Beneath this instruction is a listing; print exactly the lines in it starting at the line that contains "filename src/types.rs" and going through the line that contains "around to 0 once".

Segment Start: SUPPLIED RECORDS

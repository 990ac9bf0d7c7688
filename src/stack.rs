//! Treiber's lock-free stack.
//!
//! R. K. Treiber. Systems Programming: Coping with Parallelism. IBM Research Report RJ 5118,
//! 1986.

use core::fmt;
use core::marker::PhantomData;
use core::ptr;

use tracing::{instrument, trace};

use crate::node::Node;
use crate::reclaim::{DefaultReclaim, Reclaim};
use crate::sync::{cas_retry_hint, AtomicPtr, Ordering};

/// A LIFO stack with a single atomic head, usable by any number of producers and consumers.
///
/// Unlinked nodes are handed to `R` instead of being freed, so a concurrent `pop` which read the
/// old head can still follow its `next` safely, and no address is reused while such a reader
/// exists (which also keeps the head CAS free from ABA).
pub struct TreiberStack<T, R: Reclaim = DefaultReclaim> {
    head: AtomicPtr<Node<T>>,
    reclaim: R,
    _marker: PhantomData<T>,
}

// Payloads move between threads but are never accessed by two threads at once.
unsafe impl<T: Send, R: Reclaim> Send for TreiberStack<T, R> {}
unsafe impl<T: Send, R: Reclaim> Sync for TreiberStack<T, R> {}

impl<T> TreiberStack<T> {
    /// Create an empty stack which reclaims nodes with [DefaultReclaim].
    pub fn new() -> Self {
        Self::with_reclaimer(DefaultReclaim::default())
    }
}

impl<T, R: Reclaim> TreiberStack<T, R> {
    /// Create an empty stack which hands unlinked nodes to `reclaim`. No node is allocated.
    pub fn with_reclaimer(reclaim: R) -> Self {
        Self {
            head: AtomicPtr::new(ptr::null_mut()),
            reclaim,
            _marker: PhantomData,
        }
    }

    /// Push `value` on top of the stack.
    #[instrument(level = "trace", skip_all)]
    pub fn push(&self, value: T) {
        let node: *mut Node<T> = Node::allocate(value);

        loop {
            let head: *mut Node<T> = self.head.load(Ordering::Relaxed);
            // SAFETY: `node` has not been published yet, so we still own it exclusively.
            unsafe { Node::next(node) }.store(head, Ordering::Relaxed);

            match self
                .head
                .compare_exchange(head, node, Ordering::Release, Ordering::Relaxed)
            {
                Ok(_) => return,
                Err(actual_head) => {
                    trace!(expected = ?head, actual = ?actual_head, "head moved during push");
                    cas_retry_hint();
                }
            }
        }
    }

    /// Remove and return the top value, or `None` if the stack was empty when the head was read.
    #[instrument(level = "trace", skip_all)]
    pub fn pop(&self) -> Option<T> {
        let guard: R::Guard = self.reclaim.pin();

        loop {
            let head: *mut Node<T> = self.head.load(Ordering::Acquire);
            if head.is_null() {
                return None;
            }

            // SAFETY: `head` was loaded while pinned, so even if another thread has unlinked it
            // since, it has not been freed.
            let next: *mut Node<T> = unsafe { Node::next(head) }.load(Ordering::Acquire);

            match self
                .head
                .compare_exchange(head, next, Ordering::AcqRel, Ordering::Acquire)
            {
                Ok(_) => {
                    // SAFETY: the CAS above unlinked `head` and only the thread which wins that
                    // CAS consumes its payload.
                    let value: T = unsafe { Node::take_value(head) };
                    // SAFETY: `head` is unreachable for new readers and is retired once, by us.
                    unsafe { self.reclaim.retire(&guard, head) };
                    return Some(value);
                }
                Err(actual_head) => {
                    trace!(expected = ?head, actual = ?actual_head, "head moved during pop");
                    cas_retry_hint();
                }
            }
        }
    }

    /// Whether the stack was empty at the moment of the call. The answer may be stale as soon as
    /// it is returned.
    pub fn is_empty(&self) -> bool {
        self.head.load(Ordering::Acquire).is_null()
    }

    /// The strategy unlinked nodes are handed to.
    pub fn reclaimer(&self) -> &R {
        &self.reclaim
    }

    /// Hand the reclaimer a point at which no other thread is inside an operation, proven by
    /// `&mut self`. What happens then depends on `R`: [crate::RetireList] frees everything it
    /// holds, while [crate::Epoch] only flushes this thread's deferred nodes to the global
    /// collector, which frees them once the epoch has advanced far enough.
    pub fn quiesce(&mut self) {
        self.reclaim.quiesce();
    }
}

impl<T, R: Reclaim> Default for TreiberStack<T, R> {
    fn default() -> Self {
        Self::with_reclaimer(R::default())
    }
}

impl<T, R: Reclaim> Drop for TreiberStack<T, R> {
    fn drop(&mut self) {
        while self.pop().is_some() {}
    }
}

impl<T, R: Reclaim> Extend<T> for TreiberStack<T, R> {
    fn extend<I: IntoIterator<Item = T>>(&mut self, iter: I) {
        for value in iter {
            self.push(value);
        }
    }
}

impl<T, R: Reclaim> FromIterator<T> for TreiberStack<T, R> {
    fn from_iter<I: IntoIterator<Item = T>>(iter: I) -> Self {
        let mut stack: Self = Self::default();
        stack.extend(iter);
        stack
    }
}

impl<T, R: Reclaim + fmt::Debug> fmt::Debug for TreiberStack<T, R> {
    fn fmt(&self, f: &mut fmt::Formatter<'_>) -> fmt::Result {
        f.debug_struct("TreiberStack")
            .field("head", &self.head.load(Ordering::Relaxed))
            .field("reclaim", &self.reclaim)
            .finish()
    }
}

Segment End: SUPPLIED RECORDS
Segment Start: SUPPLIED RECORDS

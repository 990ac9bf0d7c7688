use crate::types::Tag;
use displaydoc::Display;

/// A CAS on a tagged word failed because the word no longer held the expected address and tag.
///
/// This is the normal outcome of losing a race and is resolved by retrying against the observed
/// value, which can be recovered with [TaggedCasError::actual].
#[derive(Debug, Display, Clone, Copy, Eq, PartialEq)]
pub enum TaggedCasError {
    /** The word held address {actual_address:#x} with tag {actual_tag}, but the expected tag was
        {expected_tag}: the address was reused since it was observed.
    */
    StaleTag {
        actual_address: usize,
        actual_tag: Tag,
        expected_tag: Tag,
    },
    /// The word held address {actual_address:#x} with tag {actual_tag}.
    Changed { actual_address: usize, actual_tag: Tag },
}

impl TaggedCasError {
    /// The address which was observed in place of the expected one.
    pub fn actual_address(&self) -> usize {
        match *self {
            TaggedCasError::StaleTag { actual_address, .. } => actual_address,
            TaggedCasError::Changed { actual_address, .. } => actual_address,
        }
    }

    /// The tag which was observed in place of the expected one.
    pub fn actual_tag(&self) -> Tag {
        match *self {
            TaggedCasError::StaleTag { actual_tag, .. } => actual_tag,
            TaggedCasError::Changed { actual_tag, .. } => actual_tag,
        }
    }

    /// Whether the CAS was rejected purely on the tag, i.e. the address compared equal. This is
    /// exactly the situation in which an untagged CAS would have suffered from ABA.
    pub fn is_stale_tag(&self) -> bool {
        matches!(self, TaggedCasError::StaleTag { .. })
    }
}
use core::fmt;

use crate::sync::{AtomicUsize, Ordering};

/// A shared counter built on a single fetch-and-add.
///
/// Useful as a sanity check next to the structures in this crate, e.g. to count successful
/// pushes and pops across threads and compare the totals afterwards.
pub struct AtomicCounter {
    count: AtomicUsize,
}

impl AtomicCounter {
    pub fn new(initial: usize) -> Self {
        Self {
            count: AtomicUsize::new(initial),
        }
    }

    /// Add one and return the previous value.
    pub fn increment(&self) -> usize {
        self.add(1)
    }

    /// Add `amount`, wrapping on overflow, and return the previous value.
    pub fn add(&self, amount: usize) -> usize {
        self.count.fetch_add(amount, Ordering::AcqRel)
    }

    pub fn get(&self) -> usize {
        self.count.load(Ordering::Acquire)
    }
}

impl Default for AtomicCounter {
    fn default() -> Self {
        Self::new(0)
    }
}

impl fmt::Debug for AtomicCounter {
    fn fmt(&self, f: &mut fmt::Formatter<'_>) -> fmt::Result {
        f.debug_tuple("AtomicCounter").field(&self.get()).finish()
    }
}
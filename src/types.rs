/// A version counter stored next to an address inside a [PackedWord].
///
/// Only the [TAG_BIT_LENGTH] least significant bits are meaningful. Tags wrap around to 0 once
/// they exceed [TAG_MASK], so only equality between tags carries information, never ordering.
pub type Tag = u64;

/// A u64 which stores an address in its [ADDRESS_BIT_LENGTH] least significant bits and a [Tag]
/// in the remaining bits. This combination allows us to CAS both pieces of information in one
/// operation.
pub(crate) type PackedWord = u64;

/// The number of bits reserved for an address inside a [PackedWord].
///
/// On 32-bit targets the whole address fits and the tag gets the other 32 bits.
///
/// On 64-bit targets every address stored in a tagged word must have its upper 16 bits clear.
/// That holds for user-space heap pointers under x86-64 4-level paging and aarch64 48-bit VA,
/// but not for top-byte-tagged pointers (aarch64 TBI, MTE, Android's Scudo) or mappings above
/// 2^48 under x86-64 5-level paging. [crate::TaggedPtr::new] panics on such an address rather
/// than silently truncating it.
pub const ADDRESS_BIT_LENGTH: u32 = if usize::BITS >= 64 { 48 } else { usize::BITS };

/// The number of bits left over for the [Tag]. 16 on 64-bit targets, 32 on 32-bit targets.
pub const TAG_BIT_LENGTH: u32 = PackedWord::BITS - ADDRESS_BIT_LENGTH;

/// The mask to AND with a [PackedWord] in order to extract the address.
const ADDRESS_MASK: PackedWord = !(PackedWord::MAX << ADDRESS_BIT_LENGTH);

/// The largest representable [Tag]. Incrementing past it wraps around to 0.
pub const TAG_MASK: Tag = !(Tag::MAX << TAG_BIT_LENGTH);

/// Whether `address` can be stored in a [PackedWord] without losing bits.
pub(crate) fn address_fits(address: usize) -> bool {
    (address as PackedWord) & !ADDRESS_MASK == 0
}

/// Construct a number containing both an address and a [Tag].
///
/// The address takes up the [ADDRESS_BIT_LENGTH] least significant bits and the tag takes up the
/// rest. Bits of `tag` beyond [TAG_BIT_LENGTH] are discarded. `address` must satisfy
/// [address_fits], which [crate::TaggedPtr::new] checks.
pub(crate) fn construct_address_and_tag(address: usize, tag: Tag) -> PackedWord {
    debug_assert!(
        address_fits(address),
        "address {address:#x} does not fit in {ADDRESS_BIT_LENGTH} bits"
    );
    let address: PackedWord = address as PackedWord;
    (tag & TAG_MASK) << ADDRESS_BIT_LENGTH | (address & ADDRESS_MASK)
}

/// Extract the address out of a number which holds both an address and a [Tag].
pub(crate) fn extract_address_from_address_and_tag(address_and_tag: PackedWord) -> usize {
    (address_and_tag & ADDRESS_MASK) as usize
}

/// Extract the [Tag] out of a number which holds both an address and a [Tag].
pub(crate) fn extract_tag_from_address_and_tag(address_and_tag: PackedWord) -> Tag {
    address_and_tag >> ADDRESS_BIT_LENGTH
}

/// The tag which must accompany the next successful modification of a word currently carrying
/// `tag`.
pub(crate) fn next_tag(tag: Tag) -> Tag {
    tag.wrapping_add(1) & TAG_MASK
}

Segment End: SUPPLIED RECORDS
Segment Start: SUPPLIED RECORDS

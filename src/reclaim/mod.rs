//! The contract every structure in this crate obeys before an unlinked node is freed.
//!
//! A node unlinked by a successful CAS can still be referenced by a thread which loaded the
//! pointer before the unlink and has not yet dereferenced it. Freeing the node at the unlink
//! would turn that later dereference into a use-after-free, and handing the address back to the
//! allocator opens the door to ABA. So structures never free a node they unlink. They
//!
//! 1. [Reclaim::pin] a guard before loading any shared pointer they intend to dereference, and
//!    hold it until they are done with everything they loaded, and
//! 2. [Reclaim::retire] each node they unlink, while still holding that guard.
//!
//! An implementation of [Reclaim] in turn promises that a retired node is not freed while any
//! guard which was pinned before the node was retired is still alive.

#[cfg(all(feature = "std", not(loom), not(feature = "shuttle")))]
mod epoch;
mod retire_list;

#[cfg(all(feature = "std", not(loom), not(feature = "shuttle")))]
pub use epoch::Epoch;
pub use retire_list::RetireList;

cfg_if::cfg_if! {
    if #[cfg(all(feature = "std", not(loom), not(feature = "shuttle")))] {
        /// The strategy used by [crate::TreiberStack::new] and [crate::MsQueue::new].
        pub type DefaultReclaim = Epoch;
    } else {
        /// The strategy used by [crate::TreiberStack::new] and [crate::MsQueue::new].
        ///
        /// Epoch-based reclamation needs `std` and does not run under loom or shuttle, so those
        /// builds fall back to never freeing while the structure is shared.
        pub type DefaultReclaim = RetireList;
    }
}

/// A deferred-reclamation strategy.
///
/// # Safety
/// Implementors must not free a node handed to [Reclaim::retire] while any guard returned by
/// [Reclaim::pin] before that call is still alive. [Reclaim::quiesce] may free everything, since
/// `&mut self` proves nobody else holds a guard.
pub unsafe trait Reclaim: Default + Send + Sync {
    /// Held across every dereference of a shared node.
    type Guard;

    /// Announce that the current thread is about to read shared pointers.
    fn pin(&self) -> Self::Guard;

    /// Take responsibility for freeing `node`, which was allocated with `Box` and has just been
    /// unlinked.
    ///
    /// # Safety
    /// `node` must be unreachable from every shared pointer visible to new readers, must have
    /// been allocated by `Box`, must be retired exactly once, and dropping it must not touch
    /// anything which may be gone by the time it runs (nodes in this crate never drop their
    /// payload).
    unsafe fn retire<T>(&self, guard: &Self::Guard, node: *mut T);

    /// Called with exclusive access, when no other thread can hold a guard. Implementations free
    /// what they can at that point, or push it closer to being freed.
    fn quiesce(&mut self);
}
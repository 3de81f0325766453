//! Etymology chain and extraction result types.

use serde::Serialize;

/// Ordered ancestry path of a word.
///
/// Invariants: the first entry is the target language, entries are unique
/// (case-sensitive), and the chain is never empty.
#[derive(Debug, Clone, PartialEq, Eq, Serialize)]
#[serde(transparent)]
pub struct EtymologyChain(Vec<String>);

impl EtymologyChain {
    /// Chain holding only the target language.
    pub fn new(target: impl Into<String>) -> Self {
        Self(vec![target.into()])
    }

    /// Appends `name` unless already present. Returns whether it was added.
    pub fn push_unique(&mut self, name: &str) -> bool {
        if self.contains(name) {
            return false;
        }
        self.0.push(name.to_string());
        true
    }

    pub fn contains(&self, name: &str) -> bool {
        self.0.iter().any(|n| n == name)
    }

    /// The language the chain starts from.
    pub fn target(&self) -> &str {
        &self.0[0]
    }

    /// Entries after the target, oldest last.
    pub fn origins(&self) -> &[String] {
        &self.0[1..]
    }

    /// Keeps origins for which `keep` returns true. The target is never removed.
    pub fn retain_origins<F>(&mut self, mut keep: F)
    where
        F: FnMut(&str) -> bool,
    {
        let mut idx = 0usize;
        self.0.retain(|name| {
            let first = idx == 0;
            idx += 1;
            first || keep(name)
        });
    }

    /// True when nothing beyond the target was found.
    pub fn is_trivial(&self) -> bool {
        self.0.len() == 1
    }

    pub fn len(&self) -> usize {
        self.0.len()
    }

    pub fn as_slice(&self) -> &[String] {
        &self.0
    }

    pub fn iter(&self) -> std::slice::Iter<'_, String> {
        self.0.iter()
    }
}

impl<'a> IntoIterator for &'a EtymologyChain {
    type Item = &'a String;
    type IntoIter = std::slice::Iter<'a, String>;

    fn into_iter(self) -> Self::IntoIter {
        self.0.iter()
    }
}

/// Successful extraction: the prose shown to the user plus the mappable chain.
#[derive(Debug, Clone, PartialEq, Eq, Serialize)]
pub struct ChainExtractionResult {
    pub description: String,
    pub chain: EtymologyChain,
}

Segment End: SUPPLIED RECORDS

(OUTPUT FOR THIS TASK):
filename src/types.rs
/// A version counter stored next to an address inside a [PackedWord].
///
/// Only the [TAG_BIT_LENGTH] least significant bits are meaningful. Tags wrap around to 0 once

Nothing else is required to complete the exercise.